■ Your instructions ■
Lines from the one containing "is returned, which" through the last line of the data are to be repeated word for word, both ends included.
═════ Raw data ═════
//! Log-on-error helpers for releasing resources

use super::context::Context;
use super::field::Field;
use super::logger::Logger;
use std::error::Error;
use std::io;

/// Returned by resources that were closed before.
///
/// The closer helpers treat this one condition as success. Wrap it in an
/// `io::Error` or return it as the source of another error; either form is
/// recognised.
#[derive(Debug, Clone, Copy, PartialEq, Eq, thiserror::Error)]
#[error("resource already closed")]
pub struct AlreadyClosed;

/// A resource released with a plain close call.
pub trait Close {
    type Error: Error + 'static;

    fn close(&mut self) -> Result<(), Self::Error>;
}

/// A resource whose close call takes a [`Context`].
pub trait CloseContext {
    type Error: Error + 'static;

    fn close_context(&mut self, ctx: &Context) -> Result<(), Self::Error>;
}

/// Whether `err`, or anything in its source chain, is [`AlreadyClosed`].
pub fn is_already_closed(err: &(dyn Error + 'static)) -> bool {
    let mut current = Some(err);
    while let Some(err) = current {
        if err.is::<AlreadyClosed>() {
            return true;
        }
        // io::Error hides a custom payload from `source()`
        if let Some(inner) = err.downcast_ref::<io::Error>().and_then(io::Error::get_ref) {
            if inner.is::<AlreadyClosed>() {
                return true;
            }
        }
        current = err.source();
    }
    false
}

impl Logger {
    /// Close `resource`, logging `message` at Error if that fails.
    ///
    /// An [`AlreadyClosed`] failure is ignored. Nothing is returned, which
    /// makes this convenient at the end of a scope.
    #[track_caller]
    pub fn closer<C>(&self, resource: &mut C, message: &str)
    where
        C: Close + ?Sized,
    {
        if let Err(err) = resource.close() {
            if !is_already_closed(&err) {
                self.error(message, &[Field::error(&err)]);
            }
        }
    }

    /// Like [`closer`](Logger::closer), for resources closed under a context.
    #[track_caller]
    pub fn closer_context<C>(&self, ctx: &Context, resource: &mut C, message: &str)
    where
        C: CloseContext + ?Sized,
    {
        if let Err(err) = resource.close_context(ctx) {
            if !is_already_closed(&err) {
                self.error_context(ctx, message, &[Field::error(&err)]);
            }
        }
    }
}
═════
■ Response to the exercise ■
    /// An [`AlreadyClosed`] failure is ignored. Nothing is returned, which
    /// makes this convenient at the end of a scope.
    #[track_caller]
    pub fn closer<C>(&self, resource: &mut C, message: &str)
    where
        C: Close + ?Sized,
    {
        if let Err(err) = resource.close() {
            if !is_already_closed(&err) {
                self.error(message, &[Field::error(&err)]);
            }
        }
    }

    /// Like [`closer`](Logger::closer), for resources closed under a context.
    #[track_caller]
    pub fn closer_context<C>(&self, ctx: &Context, resource: &mut C, message: &str)
    where
        C: CloseContext + ?Sized,
    {
        if let Err(err) = resource.close_context(ctx) {
            if !is_already_closed(&err) {
                self.error_context(ctx, message, &[Field::error(&err)]);
            }
        }
    }
}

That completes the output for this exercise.